The range for each number is as follows:
- First number (LOWEST): 1 to 65
- Second number (SECOND_LOWEST): 2 to 66
- Third number (MEDIAN): 3 to 67
- Fourth number (SECOND HIGHEST): 4 to 68
- Fifth number (HIGHEST): 5 to 69
This histogram on the left shows the distribution of winning number positions. The timeline plots on the right shows the winning number positions from 2010 to 20215.
The pulldown menus select the visualization template, any winning number position (LOWEST, SECOND_LOWEST, MEDIAN, SECOND_HIGHEST or HIGHEST), and the time lime plot windows which uses polars dynamic group by to consolidate by week, month, year, or None.
Hope you enjoy it.
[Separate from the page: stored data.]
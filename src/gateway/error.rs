use axum::{
    Json,
    http::{HeaderMap, HeaderValue, StatusCode},
    response::{IntoResponse, Response},
};
use thiserror::Error;

use crate::constants::VERACITY_STATUS_HEADER;
use crate::verifier::VerifierError;

#[derive(Debug, Error)]
pub enum GatewayError {
    #[error("invalid request: {0}")]
    InvalidRequest(String),

    #[error("invalid options: {0}")]
    InvalidOptions(#[from] VerifierError),
}

#[derive(Debug, serde::Serialize, serde::Deserialize)]
pub struct ErrorResponse {
    pub error: String,
    pub code: u16,
}

impl IntoResponse for GatewayError {
    fn into_response(self) -> Response {
        let (status, veracity_status) = match &self {
            GatewayError::InvalidRequest(_) => (StatusCode::BAD_REQUEST, "invalid_request"),
            GatewayError::InvalidOptions(_) => (StatusCode::BAD_REQUEST, "invalid_options"),
        };

        let mut headers = HeaderMap::new();
        headers.insert(
            VERACITY_STATUS_HEADER,
            HeaderValue::from_static(veracity_status),
        );

        let body = Json(ErrorResponse {
            error: self.to_string(),
            code: status.as_u16(),
        });

        (status, headers, body).into_response()
    }
}
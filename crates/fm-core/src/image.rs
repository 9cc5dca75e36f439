use crate::Error;

/// Owned, row-major grid with `stride == width`.
#[derive(Debug, Clone, PartialEq)]
pub struct Image<T> {
    width: usize,
    height: usize,
    data: Vec<T>,
}

impl<T> Image<T> {
    pub fn from_vec(width: usize, height: usize, data: Vec<T>) -> Result<Self, Error> {
        let expected = width.checked_mul(height).ok_or(Error::SizeMismatch {
            expected: usize::MAX,
            actual: data.len(),
        })?;

        if data.len() != expected {
            return Err(Error::SizeMismatch {
                expected,
                actual: data.len(),
            });
        }

        Ok(Self {
            width,
            height,
            data,
        })
    }

    /// Builds a grid by evaluating `f(x, y)` in row-major order.
    pub fn from_fn(width: usize, height: usize, mut f: impl FnMut(usize, usize) -> T) -> Self {
        let mut data = Vec::with_capacity(width.saturating_mul(height));
        for y in 0..height {
            for x in 0..width {
                data.push(f(x, y));
            }
        }

        Self {
            width,
            height,
            data,
        }
    }

    pub fn width(&self) -> usize {
        self.width
    }

    pub fn height(&self) -> usize {
        self.height
    }

    pub fn dims(&self) -> (usize, usize) {
        (self.width, self.height)
    }

    pub fn data(&self) -> &[T] {
        &self.data
    }

    pub fn get(&self, x: usize, y: usize) -> Option<&T> {
        if x >= self.width || y >= self.height {
            return None;
        }
        self.data.get(y * self.width + x)
    }

    pub fn get_mut(&mut self, x: usize, y: usize) -> Option<&mut T> {
        if x >= self.width || y >= self.height {
            return None;
        }
        self.data.get_mut(y * self.width + x)
    }

    pub fn map<U>(&self, f: impl FnMut(&T) -> U) -> Image<U> {
        Image {
            width: self.width,
            height: self.height,
            data: self.data.iter().map(f).collect(),
        }
    }

    pub fn as_view(&self) -> ImageView<'_, T> {
        ImageView {
            width: self.width,
            height: self.height,
            stride: self.width,
            data: &self.data,
        }
    }
}

impl<T: Clone> Image<T> {
    pub fn new_fill(width: usize, height: usize, value: T) -> Self {
        let len = width.checked_mul(height).expect("image size overflow");
        Self {
            width,
            height,
            data: vec![value; len],
        }
    }
}

/// Borrowed window into a grid. `stride` may exceed `width` for subviews.
#[derive(Debug, Clone, Copy)]
pub struct ImageView<'a, T> {
    width: usize,
    height: usize,
    stride: usize,
    data: &'a [T],
}

impl<'a, T> ImageView<'a, T> {
    pub fn width(&self) -> usize {
        self.width
    }

    pub fn height(&self) -> usize {
        self.height
    }

    pub fn stride(&self) -> usize {
        self.stride
    }

    pub fn dims(&self) -> (usize, usize) {
        (self.width, self.height)
    }

    pub fn row(&self, y: usize) -> &'a [T] {
        assert!(y < self.height, "row index out of bounds");
        let start = y * self.stride;
        &self.data[start..start + self.width]
    }

    pub fn get(&self, x: usize, y: usize) -> Option<&'a T> {
        if x >= self.width || y >= self.height {
            return None;
        }
        self.data.get(y * self.stride + x)
    }

    /// Visits every pixel in row-major order as `(x, y, &value)`.
    pub fn iter_pixels(&self) -> impl Iterator<Item = (usize, usize, &'a T)> + 'a {
        let (width, height, stride, data) = (self.width, self.height, self.stride, self.data);
        (0..height).flat_map(move |y| {
            let start = y * stride;
            data[start..start + width]
                .iter()
                .enumerate()
                .map(move |(x, v)| (x, y, v))
        })
    }

    /// Window of `width x height` starting at `(x, y)`, sharing storage.
    pub fn subview(
        &self,
        x: usize,
        y: usize,
        width: usize,
        height: usize,
    ) -> Result<ImageView<'a, T>, Error> {
        let fits_x = x.checked_add(width).is_some_and(|end| end <= self.width);
        let fits_y = y.checked_add(height).is_some_and(|end| end <= self.height);
        if !(fits_x && fits_y) {
            return Err(Error::OutOfBounds);
        }

        if width == 0 || height == 0 {
            return Ok(ImageView {
                width,
                height,
                stride: self.stride,
                data: &[],
            });
        }

        let start = y * self.stride + x;
        Ok(ImageView {
            width,
            height,
            stride: self.stride,
            data: &self.data[start..],
        })
    }
}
Here is a screenshot:
Here is the code:
import polars as pl
import os
import plotly.express as px
import dash
from dash import Dash, dcc, html, Input, Output
import dash_mantine_components as dmc
dash._dash_renderer._set_react_version('18.2.0')
#----- GLOBALS -----------------------------------------------------------------
style_horizontal_thick_line = {'border': 'none', 'height': '4px',
'background': 'linear-gradient(to right, #007bff, #ff7b00)',
'margin': '10px,', 'fontsize': 32}
style_h2 = {'text-align': 'center', 'font-size': '40px',
'fontFamily': 'Arial','font-weight': 'bold', 'color': 'gray'}
pick_list = ['LOWEST', 'SECOND_LOWEST', 'MEDIAN', 'SECOND_HIGHEST', 'HIGHEST']
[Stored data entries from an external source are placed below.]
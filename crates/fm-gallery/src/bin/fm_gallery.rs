use std::fs;
use std::io::Write;
use std::path::{Path, PathBuf};

use anyhow::{Context, Result, bail};
use clap::{Args, Parser, Subcommand, ValueEnum};
use fm_core::Image;
use fm_init::{
    Classification, EdgePolicy, InitConfig, PixelState, UNREACHED_TIME, build_queue_from,
    classify_u8,
};
use image::GrayImage;
use log::info;
use serde::{Deserialize, Serialize};

#[derive(Parser, Debug)]
#[command(name = "fm_gallery")]
#[command(about = "Inspect fast-marching initialization on mask fixtures")]
struct Cli {
    #[command(subcommand)]
    cmd: Command,
}

#[derive(Subcommand, Debug)]
enum Command {
    /// Write the state grid, arrival field and counts for a mask
    #[command(name = "classify")]
    Classify(CommonArgs),
    /// Write the initial frontier queue in pop order
    #[command(name = "frontier")]
    Frontier(CommonArgs),
}

#[derive(Debug, Clone, Copy, ValueEnum)]
enum EdgePolicyArg {
    Replicate,
    Known,
}

impl From<EdgePolicyArg> for EdgePolicy {
    fn from(arg: EdgePolicyArg) -> Self {
        match arg {
            EdgePolicyArg::Replicate => EdgePolicy::Replicate,
            EdgePolicyArg::Known => EdgePolicy::Known,
        }
    }
}

#[derive(Args, Debug, Clone)]
struct CommonArgs {
    /// Mask image; any pixel > 0 is damaged
    #[arg(long, required = true)]
    input: PathBuf,
    /// Optional expected counts to check against
    #[arg(long)]
    truth: Option<PathBuf>,
    #[arg(long, default_value = "docs/fig/raw")]
    out: PathBuf,
    /// JSON file holding an `InitConfig`
    #[arg(long)]
    config: Option<PathBuf>,
    #[arg(long)]
    erosion_radius: Option<u32>,
    #[arg(long, value_enum)]
    edge_policy: Option<EdgePolicyArg>,
}

#[derive(Debug, Clone, Serialize, Deserialize)]
struct TruthEnvelope {
    case: String,
    width: usize,
    height: usize,
    #[serde(default)]
    notes: Option<String>,
    #[serde(default)]
    truth: serde_json::Value,
}

#[derive(Debug, Clone, Serialize, Deserialize)]
struct CountsTruthPayload {
    band: usize,
    inside: usize,
}

#[derive(Debug, Clone, Serialize)]
struct StateCounts {
    known: usize,
    band: usize,
    inside: usize,
}

#[derive(Debug, Clone, Serialize)]
struct MetaClassify {
    mask_size: [usize; 2],
    padded_size: [usize; 2],
    halo: usize,
    config: InitConfig,
    counts: StateCounts,
    sentinel: f32,
    state_encoding: &'static str,
}

#[derive(Debug, Clone, Serialize)]
struct MetaFrontier {
    mask_size: [usize; 2],
    config: InitConfig,
    queue_len: usize,
    order: &'static str,
    coordinates: &'static str,
}

fn main() -> Result<()> {
    env_logger::Builder::from_env(env_logger::Env::default().default_filter_or("info")).init();
    let cli = Cli::parse();

    match cli.cmd {
        Command::Classify(args) => run_classify(args),
        Command::Frontier(args) => run_frontier(args),
    }
}

fn run_classify(args: CommonArgs) -> Result<()> {
    let case_dir = prepare_case(&args, "classify")?;
    let cfg = resolve_config(&args)?;
    let mask = load_input_u8(&args.input)?;
    let grids = classify_u8(&mask.as_view(), &cfg)
        .with_context(|| format!("classifying mask {}", args.input.display()))?;
    check_truth(&args, "classify", &mask, &grids)?;

    save_u8_image(case_dir.join("states.png"), &grids.states().map(state_to_u8))?;
    save_luma_raw(
        case_dir.join("arrival.png"),
        grids.arrival().width(),
        grids.arrival().height(),
        f32_to_u8_vis(grids.arrival().data()),
    )?;

    let (pw, ph) = grids.dims();
    write_json(
        case_dir.join("meta.json"),
        &MetaClassify {
            mask_size: [mask.width(), mask.height()],
            padded_size: [pw, ph],
            halo: grids.halo(),
            config: cfg,
            counts: counts_of(&grids),
            sentinel: UNREACHED_TIME,
            state_encoding: "known=0 band=128 inside=255",
        },
    )?;

    info!("wrote classification to {}", case_dir.display());
    Ok(())
}

fn run_frontier(args: CommonArgs) -> Result<()> {
    let case_dir = prepare_case(&args, "frontier")?;
    let cfg = resolve_config(&args)?;
    let mask = load_input_u8(&args.input)?;
    let grids = classify_u8(&mask.as_view(), &cfg)
        .with_context(|| format!("classifying mask {}", args.input.display()))?;
    check_truth(&args, "frontier", &mask, &grids)?;

    let queue = build_queue_from(&grids).context("building frontier queue")?;
    let queue_len = queue.len();

    let path = case_dir.join("frontier.csv");
    let mut file =
        fs::File::create(&path).with_context(|| format!("creating {}", path.display()))?;
    writeln!(file, "order,time,x,y").context("writing csv header")?;
    for (i, entry) in queue.into_ordered().enumerate() {
        writeln!(file, "{i},{},{},{}", entry.time, entry.x, entry.y).context("writing csv row")?;
    }

    write_json(
        case_dir.join("meta.json"),
        &MetaFrontier {
            mask_size: [mask.width(), mask.height()],
            config: cfg,
            queue_len,
            order: "ascending time, ties row-major",
            coordinates: "padded grid (mask pixel + halo)",
        },
    )?;

    info!("wrote {queue_len} frontier entries to {}", path.display());
    Ok(())
}

fn resolve_config(args: &CommonArgs) -> Result<InitConfig> {
    let mut cfg = match &args.config {
        Some(path) => {
            ensure_file_exists(path, "config")?;
            read_json::<InitConfig>(path)?
        }
        None => InitConfig::default(),
    };

    if let Some(radius) = args.erosion_radius {
        cfg.erosion_radius = radius;
    }
    if let Some(policy) = args.edge_policy {
        cfg.edge_policy = policy.into();
    }
    Ok(cfg)
}

fn prepare_case(args: &CommonArgs, case_name: &str) -> Result<PathBuf> {
    ensure_file_exists(&args.input, "input")?;
    if let Some(truth) = &args.truth {
        ensure_file_exists(truth, "truth")?;
    }

    let case_dir = args.out.join(case_name);
    fs::create_dir_all(&case_dir)
        .with_context(|| format!("creating output directory {}", case_dir.display()))?;

    let copy = case_dir.join(input_copy_name(&args.input));
    fs::copy(&args.input, &copy).with_context(|| {
        format!("copying input {} -> {}", args.input.display(), copy.display())
    })?;

    Ok(case_dir)
}

/// `input.<ext>` keeping the source extension; `input` when there is none.
fn input_copy_name(input: &Path) -> PathBuf {
    let mut name = PathBuf::from("input");
    if let Some(ext) = input.extension() {
        name.set_extension(ext);
    }
    name
}

fn check_truth(
    args: &CommonArgs,
    case_name: &str,
    mask: &Image<u8>,
    grids: &Classification,
) -> Result<()> {
    let Some(path) = &args.truth else {
        return Ok(());
    };

    let truth: TruthEnvelope = read_json(path)
        .with_context(|| format!("reading truth json at {}", path.display()))?;

    if truth.case != case_name {
        bail!(
            "truth case mismatch: expected '{}', got '{}'.",
            case_name,
            truth.case
        );
    }
    if truth.width != mask.width() || truth.height != mask.height() {
        bail!(
            "truth dimensions ({}, {}) do not match input dimensions ({}, {}).",
            truth.width,
            truth.height,
            mask.width(),
            mask.height()
        );
    }

    let payload: CountsTruthPayload = serde_json::from_value(truth.truth.clone())
        .with_context(|| format!("parsing counts payload for case '{}'", truth.case))?;
    let counts = counts_of(grids);
    if payload.band != counts.band || payload.inside != counts.inside {
        bail!(
            "state counts mismatch: expected band={} inside={}, got band={} inside={}.",
            payload.band,
            payload.inside,
            counts.band,
            counts.inside
        );
    }
    Ok(())
}

fn counts_of(grids: &Classification) -> StateCounts {
    StateCounts {
        known: grids.count(PixelState::Known),
        band: grids.count(PixelState::Band),
        inside: grids.count(PixelState::Inside),
    }
}

fn state_to_u8(state: &PixelState) -> u8 {
    match state {
        PixelState::Known => 0,
        PixelState::Band => 128,
        PixelState::Inside => 255,
    }
}

fn load_input_u8(path: &Path) -> Result<Image<u8>> {
    let dyn_img =
        image::open(path).with_context(|| format!("opening input image {}", path.display()))?;
    let luma = dyn_img.to_luma8();
    let (w, h) = luma.dimensions();
    let data = luma.into_raw();

    Image::from_vec(w as usize, h as usize, data)
        .with_context(|| format!("constructing fm-core image from {}", path.display()))
}

fn save_u8_image(path: PathBuf, img: &Image<u8>) -> Result<()> {
    save_luma_raw(path, img.width(), img.height(), img.data().to_vec())
}

fn save_luma_raw(path: PathBuf, width: usize, height: usize, data: Vec<u8>) -> Result<()> {
    let gray = GrayImage::from_raw(width as u32, height as u32, data)
        .context("constructing GrayImage from raw bytes")?;
    gray.save(&path)
        .with_context(|| format!("saving image {}", path.display()))
}

/// Min-max stretch to 0..=255. A flat field maps to all zeros.
fn f32_to_u8_vis(data: &[f32]) -> Vec<u8> {
    if data.is_empty() {
        return Vec::new();
    }

    let (min_v, max_v) = data
        .iter()
        .fold((f32::INFINITY, f32::NEG_INFINITY), |(lo, hi), &v| {
            (lo.min(v), hi.max(v))
        });

    if (max_v - min_v).abs() < 1e-12 {
        return vec![0u8; data.len()];
    }

    let scale = 255.0 / (max_v - min_v);
    data.iter()
        .map(|&v| ((v - min_v) * scale).round().clamp(0.0, 255.0) as u8)
        .collect()
}

fn write_json(path: PathBuf, value: &impl Serialize) -> Result<()> {
    let bytes = serde_json::to_vec_pretty(value).context("serializing json")?;
    fs::write(&path, bytes).with_context(|| format!("writing json {}", path.display()))
}

fn read_json<T: for<'de> Deserialize<'de>>(path: &Path) -> Result<T> {
    let data = fs::read(path).with_context(|| format!("reading {}", path.display()))?;
    serde_json::from_slice(&data).with_context(|| format!("parsing json {}", path.display()))
}

fn ensure_file_exists(path: &Path, what: &str) -> Result<()> {
    if !path.exists() {
        bail!("{} file does not exist: {}", what, path.display());
    }
    if !path.is_file() {
        bail!("{} path is not a file: {}", what, path.display());
    }
    Ok(())
}

#[cfg(test)]
mod tests {
    use std::path::{Path, PathBuf};

    use super::{f32_to_u8_vis, input_copy_name, state_to_u8};
    use fm_init::PixelState;

    #[test]
    fn input_copy_keeps_source_extension() {
        assert_eq!(
            input_copy_name(Path::new("fixtures/hole.bmp")),
            PathBuf::from("input.bmp")
        );
        assert_eq!(
            input_copy_name(Path::new("masks/scratch.png")),
            PathBuf::from("input.png")
        );
        assert_eq!(input_copy_name(Path::new("raw_mask")), PathBuf::from("input"));
    }

    #[test]
    fn vis_stretch_maps_extremes() {
        assert_eq!(f32_to_u8_vis(&[0.0, 2.5e5, 1.0e6]), vec![0, 64, 255]);
        assert_eq!(f32_to_u8_vis(&[2.0, 2.0]), vec![0, 0]);
        assert!(f32_to_u8_vis(&[]).is_empty());
    }

    #[test]
    fn state_encoding_is_distinct() {
        let encoded =
            [PixelState::Known, PixelState::Band, PixelState::Inside].map(|s| state_to_u8(&s));
        assert_eq!(encoded, [0, 128, 255]);
    }
}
template_list = ['ggplot2', 'seaborn', 'simple_white', 'plotly','plotly_white',
'plotly_dark', 'presentation', 'xgridoff', 'ygridoff', 'gridon', 'none']
#----- LOAD AND CLEAN THE DATASET ----------------------------------------------
source_data = 'Lottery_Powerball_Winning_Numbers__Beginning_2010.csv'
if 'powerball.parquet' in os.listdir('.'):
print('reading data from parquet file')
df = pl.read_parquet('powerball.parquet')
else:
print('reading data from csv file')
df = (
pl.scan_csv(source_data)
.with_columns(
DATE = pl.col('Draw Date').str.to_date(format='%m/%d/%Y'),
SPLIT_NUMS = pl.col('Winning Numbers').str.split(' ')
)
.select(
pl.col('DATE'),
LOWEST = pl.col('SPLIT_NUMS')
.list.get(0, null_on_oob=True)
.str.strip_chars().cast(pl.UInt8),
SECOND_LOWEST = pl.col('SPLIT_NUMS')
.list.get(1, null_on_oob=True)
.str.strip_chars().cast(pl.UInt8),
MEDIAN = pl.col('SPLIT_NUMS')
.list.get(2, null_on_oob=True)
.str.strip_chars().cast(pl.UInt8),
SECOND_HIGHEST = pl.col('SPLIT_NUMS')
.list.get(3, null_on_oob=True)
.str.strip_chars().cast(pl.UInt8),
HIGHEST = pl.col('SPLIT_NUMS')
.list.get(4, null_on_oob=True)
.str.strip_chars().cast(pl.UInt8),
)
.collect()
.unpivot(
on=pick_list,
index='DATE',
variable_name='PICK',
value_name='POWERBALL_NUM'
)
.sort('DATE', descending=False)
)
df.write_parquet('powerball.parquet')
#----- DASH COMPONENTS------ ---------------------------------------------------
dmc_select_data = (
dmc.MultiSelect(
label='Winning Number to Count',
id='pick',
data= pick_list,
value=[pick_list[0], pick_list[2], pick_list[4]], # lowest, median & highest
searchable=False, # Enables search functionality
clearable=True, # Allows clearing the selection
size='sm',
),
)
dmc_select_template = (
dmc.Select(
label='Pick a beautiful Plotly template',
id='template',
data= template_list,
value=template_list[2],
searchable=False, # Enables search functionality
clearable=True, # Allows clearing the selection
size='sm',
),
)
dmc_select_aggregation = (
dmc.Select(
label='Set Time Aggregation Window:',
id='aggregation',
data= ['None', 'Week', 'Month', 'Year'],
value='Week',
searchable=False, # Enables search functionality
clearable=True, # Allows clearing the selection
size='sm',
),
)
def get_histogram(df, pick, my_template):
df_hist = df.filter(pl.col('PICK').is_in(pick))
fig = px.histogram(
df_hist,
x='POWERBALL_NUM',
color='PICK',
opacity=0.5,
template=my_template,
nbins=69
)
fig.update_layout(
showlegend=True,
title=dict(
text=(
'Winning number distributions, 2010 to 2025<br>' +
'<sup>NYC Powerball Data</sup>'
)
),
yaxis_title='COUNT',
legend_title_text='Winning Number Position',
)
return fig
def get_line_plot(df, pick, my_template, aggregation):
df_line = (
df
.filter(pl.col('PICK').is_in(pick))
.pivot(
'PICK',
index='DATE',
values='POWERBALL_NUM'
)
)
show_markers = False
if aggregation == 'Week':
df_line = df_line.group_by_dynamic(
'DATE', every='1w', closed='left', period='7d').agg(pl.col(pick).mean())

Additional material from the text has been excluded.